La démarche de l'Union européenne est, depuis le mois de mars, de priver Vladimir Poutine de toutes les recettes et ressources pour financer la guerre rappelle Sylvie Matelly. Jean-Maurice Ripert, quant à lui, insiste sur le fait que les effets des sanctions seront visibles sur le long terme, mais déjà, la population souffre et la situation est désastreuse. Pour preuve, l'appel des élus russes à la destitution du président de la Fédération de Russie : "ils sentent que dans la population russe, il y a un ras-le-bol de cette guerre et de son impact," explique le diplomate.

La Russie tient pour l'instant, car Vladimir Poutine s'est préparé à ces sanctions, ce que l'Union européenne a sous-estimé,  insiste la directrice adjointe de l'IRIS. Néanmoins, la situation économique actuelle est très grave avec environ 19% d'inflation continue-t-elle. Jean-Maurice Ripert renchérit en expliquant que les sanctions de l'UE ont été pensées pour ne pas toucher directement la population russe, "c'est Vladimir Poutine qui fait peser le poids des sanctions sur sa propre population."

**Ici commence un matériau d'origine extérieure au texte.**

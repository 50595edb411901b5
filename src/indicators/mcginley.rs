//! # McGinley Dynamic
//!
//! Self-adjusting average: `md += (price - md) / (length * (price/md)^4)`.
//! A zero tracking value falls back to the plain EMA step to avoid a zero
//! denominator in the ratio.

use crate::batch::{scan_batch, BatchError};
use crate::utilities::candle::{extract_price, Candle, PriceKind};
use crate::utilities::IndicatorResult;
use serde::{Deserialize, Serialize};

#[derive(Clone, Copy, Debug, Serialize, Deserialize)]
pub struct McGinleyParams {
    pub length: usize,
    pub price: PriceKind,
}

impl Default for McGinleyParams {
    fn default() -> Self {
        Self {
            length: 14,
            price: PriceKind::Close,
        }
    }
}

/// Evaluate every parameter set against every series in one dispatch.
pub fn mcginley_batch(
    series: &[Vec<Candle>],
    params: &[McGinleyParams],
) -> Result<Vec<Vec<Vec<IndicatorResult>>>, BatchError> {
    scan_batch(series, params, |bars, prm: &McGinleyParams, out| {
        let length = prm.length.max(1) as f32;
        let mut md = f32::NAN;
        for (i, c) in bars.iter().enumerate() {
            let price = extract_price(c, prm.price);
            if i == 0 {
                md = price;
            } else {
                let denom = if md == 0.0 {
                    length
                } else {
                    let ratio = price / md;
                    length * ratio * ratio * ratio * ratio
                };
                md += (price - md) / denom.max(1e-10);
            }
            out[i] = IndicatorResult::formed(c.time, md);
        }
    })
}

#[cfg(test)]
mod tests {
    use super::*;

    #[test]
    fn seeds_from_first_price() {
        let bars = vec![
            Candle::new(0, 10.0, 10.0, 10.0, 10.0, 1.0),
            Candle::new(1, 12.0, 12.0, 12.0, 12.0, 1.0),
        ];
        let out = &mcginley_batch(&[bars], &[McGinleyParams::default()]).unwrap()[0][0];
        assert_eq!(out[0].value, 10.0);
        assert!(out[1].value > 10.0 && out[1].value < 12.0);
    }
}
//! Cross-indicator contract tests for the batch dispatch layer: output
//! geometry, flatten/unflatten addressing, degenerate inputs, and the
//! warm-up conventions every kernel follows.

use batchta::indicators::ema::{ema_batch, EmaParams};
use batchta::indicators::rsi::{rsi_batch, RsiParams};
use batchta::indicators::sma::{sma_batch, SmaParams};
use batchta::utilities::data_loader::read_candles_from_csv;
use batchta::{flatten_candles, unflatten, BatchError, Candle, PriceKind};
use proptest::prelude::*;

fn candles(closes: &[f32]) -> Vec<Candle> {
    closes
        .iter()
        .enumerate()
        .map(|(i, &c)| Candle::new(i as i64, c, c + 1.0, c - 1.0, c, 100.0))
        .collect()
}

#[test]
fn output_shape_matches_input_grid() {
    let series = vec![
        candles(&[1.0; 10]),
        candles(&[2.0; 3]),
        Vec::new(),
        candles(&[3.0; 7]),
    ];
    let params = vec![
        SmaParams {
            length: 3,
            price: PriceKind::Close,
        },
        SmaParams {
            length: 5,
            price: PriceKind::Close,
        },
    ];
    let out = sma_batch(&series, &params).unwrap();

    assert_eq!(out.len(), series.len());
    for (s, per_series) in out.iter().enumerate() {
        assert_eq!(per_series.len(), params.len());
        for per_param in per_series {
            assert_eq!(per_param.len(), series[s].len());
        }
    }
    // Empty inner series stays empty for every parameter set.
    assert!(out[2].iter().all(|row| row.is_empty()));
}

#[test]
fn empty_series_batch_is_rejected_before_work() {
    let err = sma_batch(&[], &[SmaParams::default()]).unwrap_err();
    assert_eq!(err, BatchError::EmptySeriesBatch);
}

#[test]
fn empty_param_batch_is_rejected_before_work() {
    let err = sma_batch(&[candles(&[1.0, 2.0])], &[]).unwrap_err();
    assert_eq!(err, BatchError::EmptyParamBatch);
}

#[test]
fn both_empty_reports_the_series_batch_first() {
    let err = sma_batch(&[], &[]).unwrap_err();
    assert_eq!(err, BatchError::EmptySeriesBatch);
}

#[test]
fn per_series_results_are_independent_of_batch_composition() {
    let a = candles(&(0..60).map(|i| 100.0 + (i as f32 * 0.3).sin()).collect::<Vec<_>>());
    let b = candles(&(0..25).map(|i| 50.0 + i as f32).collect::<Vec<_>>());
    let params = [EmaParams {
        length: 9,
        price: PriceKind::Close,
    }];

    let alone = ema_batch(&[a.clone()], &params).unwrap();
    let together = ema_batch(&[b, a], &params).unwrap();

    for (lhs, rhs) in alone[0][0].iter().zip(together[1][0].iter()) {
        assert_eq!(lhs.time, rhs.time);
        assert_eq!(lhs.is_formed, rhs.is_formed);
        assert!(lhs.value == rhs.value || (lhs.value.is_nan() && rhs.value.is_nan()));
    }
}

#[test]
fn repeated_dispatch_is_deterministic() {
    let series = vec![
        candles(&(0..80).map(|i| 100.0 + (i as f32 * 0.2).cos()).collect::<Vec<_>>()),
        candles(&(0..40).map(|i| 10.0 + i as f32).collect::<Vec<_>>()),
    ];
    let params = [RsiParams::default(), RsiParams {
        length: 7,
        price: PriceKind::Close,
    }];

    let first = rsi_batch(&series, &params).unwrap();
    let second = rsi_batch(&series, &params).unwrap();

    for (s1, s2) in first.iter().zip(second.iter()) {
        for (p1, p2) in s1.iter().zip(s2.iter()) {
            for (r1, r2) in p1.iter().zip(p2.iter()) {
                assert_eq!(r1.is_formed, r2.is_formed);
                assert!(r1.value == r2.value || (r1.value.is_nan() && r2.value.is_nan()));
            }
        }
    }
}

#[test]
fn zero_length_clamps_to_one() {
    let series = vec![candles(&[10.0, 20.0, 30.0])];
    let out = sma_batch(
        &series,
        &[SmaParams {
            length: 0,
            price: PriceKind::Close,
        }],
    )
    .unwrap();
    // Window of one: every bar is formed and equals its own price.
    for (r, c) in out[0][0].iter().zip(series[0].iter()) {
        assert!(r.is_formed);
        assert_eq!(r.value, c.close);
    }
}

#[test]
fn warmup_bars_are_empty_then_all_formed() {
    let series = vec![candles(&(0..50).map(|i| i as f32).collect::<Vec<_>>())];
    let out = ema_batch(
        &series,
        &[EmaParams {
            length: 12,
            price: PriceKind::Close,
        }],
    )
    .unwrap();
    let row = &out[0][0];
    let first_formed = row.iter().position(|r| r.is_formed).unwrap();
    assert_eq!(first_formed, 11);
    assert!(row[..first_formed].iter().all(|r| r.value.is_nan()));
    assert!(row[first_formed..].iter().all(|r| r.is_formed));
}

#[test]
fn csv_fixture_feeds_the_grid() {
    let candles = read_candles_from_csv("src/data/candles_4h.csv").unwrap();
    let out = ema_batch(&[candles], &[EmaParams::default()]).unwrap();
    let row = &out[0][0];
    assert!(row.last().unwrap().is_formed);
    assert!(row.last().unwrap().value.is_finite());
}

proptest! {
    #[test]
    fn flatten_unflatten_round_trips(
        lengths in prop::collection::vec(0usize..20, 1..6),
        param_count in 1usize..4,
    ) {
        let series: Vec<Vec<Candle>> = lengths
            .iter()
            .enumerate()
            .map(|(s, &n)| {
                (0..n)
                    .map(|i| {
                        let v = (s * 100 + i) as f32;
                        Candle::new(i as i64, v, v, v, v, 1.0)
                    })
                    .collect()
            })
            .collect();

        let (flat, layout) = flatten_candles(&series).unwrap();
        prop_assert_eq!(flat.len(), layout.total_bars());

        // Tag each output slot with its flat index, then check unflatten
        // places it at the expected [series][param][bar] coordinate.
        let row: Vec<usize> = (0..layout.total_bars()).collect();
        let mut tagged = Vec::new();
        for p in 0..param_count {
            tagged.extend(row.iter().map(|&i| p * layout.total_bars() + i));
        }
        let nested = unflatten(&tagged, &layout, param_count);

        prop_assert_eq!(nested.len(), series.len());
        for (s, per_series) in nested.iter().enumerate() {
            prop_assert_eq!(per_series.len(), param_count);
            for (p, per_param) in per_series.iter().enumerate() {
                prop_assert_eq!(per_param.len(), series[s].len());
                for (i, &slot) in per_param.iter().enumerate() {
                    prop_assert_eq!(slot, layout.slot(p, s, i));
                }
            }
        }
    }

    #[test]
    fn flat_candles_preserve_series_order(
        lengths in prop::collection::vec(0usize..12, 1..5),
    ) {
        let series: Vec<Vec<Candle>> = lengths
            .iter()
            .enumerate()
            .map(|(s, &n)| {
                (0..n)
                    .map(|i| {
                        let v = (s * 1000 + i) as f32;
                        Candle::new(i as i64, v, v, v, v, 1.0)
                    })
                    .collect()
            })
            .collect();

        let (flat, layout) = flatten_candles(&series).unwrap();
        for (s, bars) in series.iter().enumerate() {
            let offset = layout.offsets()[s];
            for (i, c) in bars.iter().enumerate() {
                prop_assert_eq!(flat[offset + i].close, c.close);
            }
        }
    }
}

Alors que l'économie russe cherche des débouchés alternatifs pour écouler ses ressources, certains sont prêts à prendre le risque du politiquement incorrect comme la Chine qui achète du pétrole russe souligne Sylvie Matelly, mais "l'essentiel du gaz reste invendu". Pour l'économiste, il faut rester patient et attendre "le jour où Vladimir Poutine va céder sur quelque terrain que ce soit. Il est bien évident que c'est sa place qui est en jeu, et ça, il en a bien conscience. Les seules conséquences que peuvent avoir ces sanctions (...), c'est de pousser la population à se soulever et à s'opposer à Vladimir Poutine." Même si le contrôle du pays rend cela peu probable souligne-t-elle, "il est très difficile de prendre une initiative". La Chine pourrait également être un levier pour faire céder la Russie car, comme le rappelle la directrice de l'IRIS, l'économie chinoise est fortement impactée par la guerre. Jean-Maurice Ripert renchérit en soulignant que "la Chine a plus besoin d'une mondialisation que d'une Russie populaire".